Ces faux médicaments sont écoulés en grande majorité dans les commerces de rue de Abidjan à Cotonou mais aussi dans les pharmacies des hôpitaux publics ou dans les stocks de grandes ONG humanitaires trompés par les distributeurs trafiquants.

Ces faux médicaments sont la cause directe de centaines de milliers de morts par an.

Un vrai fléau sur le continent africain qui devient aussi un sujet de préoccupation mondiale. Ce trafic mondial prend origine dans plusieurs pays essentiellement l’Inde, et la Chine. Mais ce sont le Nigeria et le Bénin qui sont les principaux ports d’entrée pour le continent. L’OMD effectue des opérations cycliques en vue de faire face dans le cadre d’un programme lancé par l’Institut International de recherche anti contrefaçon de médicaments (IraCm). Au
total, depuis 2012, 900 millions de médicaments d’une valeur de 400 millions d’euro ont été saisi. Ces contrefaçons ciblent les pathologies les plus répandues en Afrique en particulier le paludisme. Viennent ensuite les différents antibiotiques, antianalgésiques et anti-inflammatoires.

La contrefaçon représente 30% de la pharmaceutique africaine.

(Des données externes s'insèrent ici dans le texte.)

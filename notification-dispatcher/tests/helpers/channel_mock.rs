use notification_dispatcher::{
    channel::DeliveryChannel,
    models::{DeliveryResult, Message},
    types::DeliveryError,
};
use parking_lot::Mutex;
use reqwest::StatusCode;
use std::{collections::HashSet, sync::Arc};

/// Mock implementation of the delivery channel. Records every message it is
/// asked to send.
#[derive(Debug, Clone, Default)]
pub struct ChannelMock(Arc<Mutex<ChannelMockInner>>);

#[derive(Debug, Default)]
pub struct ChannelMockInner {
    sent:          Vec<Message>,
    reject_topics: HashSet<String>,
}

impl ChannelMock {
    /// Make sends to `topic` fail the way the service reports an unknown
    /// topic.
    pub fn stub_rejected_topic(&self, topic: &str) {
        self.0.lock().reject_topics.insert(topic.to_string());
    }

    /// All messages the channel was asked to send, in order.
    pub fn sent(&self) -> Vec<Message> { self.0.lock().sent.clone() }

    pub fn sent_topics(&self) -> Vec<String> {
        self.0.lock().sent.iter().map(|m| m.topic.clone()).collect()
    }
}

#[async_trait::async_trait]
impl DeliveryChannel for ChannelMock {
    async fn send(&self, message: &Message) -> Result<DeliveryResult, DeliveryError> {
        let mut inner = self.0.lock();
        inner.sent.push(message.clone());
        if inner.reject_topics.contains(&message.topic) {
            return Err(DeliveryError::Rejected {
                status:       StatusCode::NOT_FOUND,
                error_status: Some("NOT_FOUND".to_string()),
                message:      "Requested entity was not found.".to_string(),
            });
        }
        Ok(DeliveryResult::new(format!(
            "projects/test/messages/{}",
            inner.sent.len()
        )))
    }
}
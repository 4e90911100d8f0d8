pub mod message;
pub mod notification;

pub use message::{DeliveryResult, Message, Notification};
pub use notification::{user_topic_name, NotificationData, NotificationRequest, Target, USER_TOPIC_PREFIX};
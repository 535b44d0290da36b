//! Core sample types for the acquisition frontend.
//!
//! All in-memory processing uses `num_complex::Complex64`; on-disk capture
//! formats are converted at the file boundary (see [`crate::iqfile`]).

use num_complex::Complex64;

/// Type alias for complex numbers using f64 precision
pub type Complex = Complex64;

/// A single I/Q sample point
pub type IQSample = Complex64;

/// A buffer of I/Q samples
pub type IQBuffer = Vec<IQSample>;

/// Result type for PHY-side operations
pub type PhyResult<T> = Result<T, PhyError>;

/// Errors that can occur while building or running PHY components
#[derive(Debug, Clone, thiserror::Error)]
pub enum PhyError {
    #[error("invalid numerology: {0}. Must be between 0 and 4")]
    InvalidNumerology(u8),

    #[error("invalid sample rate: {0} Hz")]
    InvalidSampleRate(u64),

    #[error(
        "sample rate {input} Hz is not a power-of-two multiple of the \
         bandwidth part rate {bwp} Hz"
    )]
    RateMismatch { input: u64, bwp: u64 },

    #[error("subcarrier requirement must be non-zero")]
    EmptyGrid,

    #[error("decimation factor {0} is not a power of two")]
    InvalidDecimation(u64),

    #[error("grid width {0} is not a power of two covering the PSS")]
    GridTooNarrow(usize),

    #[error("invalid N_ID(2): {0}. Must be 0, 1 or 2")]
    InvalidNid2(u8),

    #[error("no bandwidth part attached to the PHY")]
    MissingBandwidthPart,
}

/// Compute the average power of a block of samples.
pub fn average_power(samples: &[IQSample]) -> f64 {
    if samples.is_empty() {
        return 0.0;
    }
    samples.iter().map(|s| s.norm_sqr()).sum::<f64>() / samples.len() as f64
}

/// Total energy (sum of squared magnitudes) of a block of samples.
pub fn energy(samples: &[IQSample]) -> f64 {
    samples.iter().map(|s| s.norm_sqr()).sum()
}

Au Bénin, 40 % des médicaments en vente libre seraient des faux. Cette criminalité organisée profite des failles du droit et de l’absence de contrôle systématique et suffisant aux douanes des ports concernés. Il n’existe pas à ce jour des conventions internationales de lutte conte ce trafic à l’instar des armes ou des drogues. Les trafiquants
saisis sont le plus souvent relâchés et les juges dépourvus de moyens de poursuite et de démantèlement, n’ont aucun pouvoir punitif. Quelques pays africains tel que la Côte D’Ivoire, le Bénin et le Cameroun commencent à réformer l’arsenal juridique pour faire face à ce problème mais les coûts d’investigation, d’analyse et de contrôle restent l’entrave majeure.